EXERCISE:
Nothing but an exact copy of the records is expected here.

Saved data entries:
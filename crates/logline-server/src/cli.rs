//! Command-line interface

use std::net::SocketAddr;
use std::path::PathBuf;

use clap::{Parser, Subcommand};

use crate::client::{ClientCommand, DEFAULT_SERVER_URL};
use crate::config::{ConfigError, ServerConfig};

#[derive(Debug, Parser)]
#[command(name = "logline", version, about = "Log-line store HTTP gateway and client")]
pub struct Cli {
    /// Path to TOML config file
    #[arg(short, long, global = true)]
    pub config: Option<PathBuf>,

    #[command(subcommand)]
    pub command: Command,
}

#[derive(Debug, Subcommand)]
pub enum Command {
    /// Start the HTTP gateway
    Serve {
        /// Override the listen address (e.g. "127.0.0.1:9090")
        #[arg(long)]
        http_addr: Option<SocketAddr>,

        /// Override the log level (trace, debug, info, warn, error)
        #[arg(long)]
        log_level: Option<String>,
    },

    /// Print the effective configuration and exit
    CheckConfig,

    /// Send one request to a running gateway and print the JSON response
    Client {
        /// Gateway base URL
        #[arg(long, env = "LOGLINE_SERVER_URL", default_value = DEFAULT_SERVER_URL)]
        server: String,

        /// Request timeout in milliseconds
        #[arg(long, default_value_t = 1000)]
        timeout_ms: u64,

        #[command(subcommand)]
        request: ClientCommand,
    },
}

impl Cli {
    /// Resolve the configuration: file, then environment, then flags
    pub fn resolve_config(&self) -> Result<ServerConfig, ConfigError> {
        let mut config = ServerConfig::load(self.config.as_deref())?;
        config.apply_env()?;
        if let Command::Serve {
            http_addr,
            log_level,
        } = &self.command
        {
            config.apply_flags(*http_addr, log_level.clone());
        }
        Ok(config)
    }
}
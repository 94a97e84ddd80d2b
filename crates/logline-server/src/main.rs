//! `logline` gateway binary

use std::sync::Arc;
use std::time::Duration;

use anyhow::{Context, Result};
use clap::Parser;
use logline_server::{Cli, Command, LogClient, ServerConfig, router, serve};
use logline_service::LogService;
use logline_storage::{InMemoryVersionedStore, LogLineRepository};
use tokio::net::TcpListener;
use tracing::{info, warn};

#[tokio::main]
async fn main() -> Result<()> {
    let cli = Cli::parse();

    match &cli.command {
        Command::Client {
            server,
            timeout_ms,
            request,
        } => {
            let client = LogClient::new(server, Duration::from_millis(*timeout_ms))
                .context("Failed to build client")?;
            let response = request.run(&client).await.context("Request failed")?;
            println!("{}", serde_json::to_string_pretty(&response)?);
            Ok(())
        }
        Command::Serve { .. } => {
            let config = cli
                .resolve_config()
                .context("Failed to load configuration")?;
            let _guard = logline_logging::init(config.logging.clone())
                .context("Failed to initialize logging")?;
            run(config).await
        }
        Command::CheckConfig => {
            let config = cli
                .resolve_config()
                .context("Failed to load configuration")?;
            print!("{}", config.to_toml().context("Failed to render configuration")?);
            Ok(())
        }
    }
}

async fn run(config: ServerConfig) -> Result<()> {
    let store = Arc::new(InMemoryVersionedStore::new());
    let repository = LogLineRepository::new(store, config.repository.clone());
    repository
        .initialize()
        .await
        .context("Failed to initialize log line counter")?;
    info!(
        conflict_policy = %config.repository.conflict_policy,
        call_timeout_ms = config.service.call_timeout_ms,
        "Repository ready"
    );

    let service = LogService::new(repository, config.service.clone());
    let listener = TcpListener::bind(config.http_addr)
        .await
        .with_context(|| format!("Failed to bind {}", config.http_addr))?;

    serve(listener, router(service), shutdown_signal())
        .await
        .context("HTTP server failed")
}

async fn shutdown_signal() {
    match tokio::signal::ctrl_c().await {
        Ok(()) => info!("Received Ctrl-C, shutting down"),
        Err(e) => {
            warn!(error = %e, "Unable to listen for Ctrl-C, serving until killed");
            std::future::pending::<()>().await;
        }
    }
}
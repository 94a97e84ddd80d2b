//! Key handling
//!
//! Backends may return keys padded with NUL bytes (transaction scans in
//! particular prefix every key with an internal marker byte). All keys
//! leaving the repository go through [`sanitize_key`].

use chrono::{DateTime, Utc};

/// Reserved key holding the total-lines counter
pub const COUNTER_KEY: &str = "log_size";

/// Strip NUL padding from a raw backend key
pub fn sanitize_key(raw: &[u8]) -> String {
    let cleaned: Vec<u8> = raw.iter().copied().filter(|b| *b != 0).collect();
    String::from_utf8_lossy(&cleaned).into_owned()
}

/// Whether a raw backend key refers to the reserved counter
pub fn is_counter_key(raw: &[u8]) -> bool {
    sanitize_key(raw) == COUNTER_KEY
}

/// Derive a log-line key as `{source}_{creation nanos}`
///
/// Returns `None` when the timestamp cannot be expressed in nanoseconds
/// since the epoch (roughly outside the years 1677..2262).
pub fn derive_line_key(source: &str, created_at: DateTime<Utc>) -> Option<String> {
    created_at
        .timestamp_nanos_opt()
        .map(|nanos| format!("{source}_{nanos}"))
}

TASK RESPONSE:
filename crates/logline-server/src/cli.rs
//! Command-line interface

use std::net::SocketAddr;
use std::path::PathBuf;

use clap::{Parser, Subcommand};

use crate::client::{ClientCommand, DEFAULT_SERVER_URL};
use crate::config::{ConfigError, ServerConfig};

#[derive(Debug, Parser)]
#[command(name = "logline", version, about = "Log-line store HTTP gateway and client")]
pub struct Cli {
    /// Path to TOML config file
    #[arg(short, long, global = true)]
    pub config: Option<PathBuf>,

    #[command(subcommand)]
    pub command: Command,
}

#[derive(Debug, Subcommand)]
pub enum Command {
    /// Start the HTTP gateway
    Serve {
        /// Override the listen address (e.g. "127.0.0.1:9090")
        #[arg(long)]
        http_addr: Option<SocketAddr>,

        /// Override the log level (trace, debug, info, warn, error)
        #[arg(long)]
        log_level: Option<String>,
    },

    /// Print the effective configuration and exit
    CheckConfig,

    /// Send one request to a running gateway and print the JSON response
    Client {
        /// Gateway base URL
        #[arg(long, env = "LOGLINE_SERVER_URL", default_value = DEFAULT_SERVER_URL)]
        server: String,

        /// Request timeout in milliseconds
        #[arg(long, default_value_t = 1000)]
        timeout_ms: u64,

        #[command(subcommand)]
        request: ClientCommand,
    },
}

impl Cli {
    /// Resolve the configuration: file, then environment, then flags
    pub fn resolve_config(&self) -> Result<ServerConfig, ConfigError> {
        let mut config = ServerConfig::load(self.config.as_deref())?;
        config.apply_env()?;
        if let Command::Serve {
            http_addr,
            log_level,
        } = &self.command
        {
            config.apply_flags(*http_addr, log_level.clone());
        }
        Ok(config)
    }
}
repository 94a97e84ddd80d2b
filename crates/logline-server/src/main.rs
//! `logline` gateway binary

use std::sync::Arc;
use std::time::Duration;

use anyhow::{Context, Result};
use clap::Parser;
use logline_server::{Cli, Command, LogClient, ServerConfig, router, serve};
use logline_service::LogService;
use logline_storage::{InMemoryVersionedStore, LogLineRepository};
use tokio::net::TcpListener;
use tracing::{info, warn};

#[tokio::main]
async fn main() -> Result<()> {
    let cli = Cli::parse();

    match &cli.command {
        Command::Client {
            server,
            timeout_ms,
            request,
        } => {
            let client = LogClient::new(server, Duration::from_millis(*timeout_ms))
                .context("Failed to build client")?;
            let response = request.run(&client).await.context("Request failed")?;
            println!("{}", serde_json::to_string_pretty(&response)?);
            Ok(())
        }
        Command::Serve { .. } => {
            let config = cli
                .resolve_config()
                .context("Failed to load configuration")?;
            let _guard = logline_logging::init(config.logging.clone())
                .context("Failed to initialize logging")?;
            run(config).await
        }
        Command::CheckConfig => {
            let config = cli
                .resolve_config()
                .context("Failed to load configuration")?;
            print!("{}", config.to_toml().context("Failed to render configuration")?);
            Ok(())
        }
    }
}

async fn run(config: ServerConfig) -> Result<()> {
    let store = Arc::new(InMemoryVersionedStore::new());
    let repository = LogLineRepository::new(store, config.repository.clone());
    repository
        .initialize()
        .await
        .context("Failed to initialize log line counter")?;
    info!(
        conflict_policy = %config.repository.conflict_policy,
        call_timeout_ms = config.service.call_timeout_ms,
        "Repository ready"
    );

    let service = LogService::new(repository, config.service.clone());
    let listener = TcpListener::bind(config.http_addr)
        .await
        .with_context(|| format!("Failed to bind {}", config.http_addr))?;

    serve(listener, router(service), shutdown_signal())
        .await
        .context("HTTP server failed")
}

async fn shutdown_signal() {
    match tokio::signal::ctrl_c().await {
        Ok(()) => info!("Received Ctrl-C, shutting down"),
        Err(e) => {
            warn!(error = %e, "Unable to listen for Ctrl-C, serving until killed");
            std::future::pending::<()>().await;
        }
    }
}
repository 94a97e84ddd80d2b
//! Key handling
//!
//! Backends may return keys padded with NUL bytes (transaction scans in
//! particular prefix every key with an internal marker byte). All keys
//! leaving the repository go through [`sanitize_key`].

use chrono::{DateTime, Utc};

/// Reserved key holding the total-lines counter
pub const COUNTER_KEY: &str = "log_size";

/// Strip NUL padding from a raw backend key
pub fn sanitize_key(raw: &[u8]) -> String {
    let cleaned: Vec<u8> = raw.iter().copied().filter(|b| *b != 0).collect();
    String::from_utf8_lossy(&cleaned).into_owned()
}

/// Whether a raw backend key refers to the reserved counter
pub fn is_counter_key(raw: &[u8]) -> bool {
    sanitize_key(raw) == COUNTER_KEY
}

/// Derive a log-line key as `{source}_{creation nanos}`
///
/// Returns `None` when the timestamp cannot be expressed in nanoseconds
/// since the epoch (roughly outside the years 1677..2262).
pub fn derive_line_key(source: &str, created_at: DateTime<Utc>) -> Option<String> {
    created_at
        .timestamp_nanos_opt()
        .map(|nanos| format!("{source}_{nanos}"))
}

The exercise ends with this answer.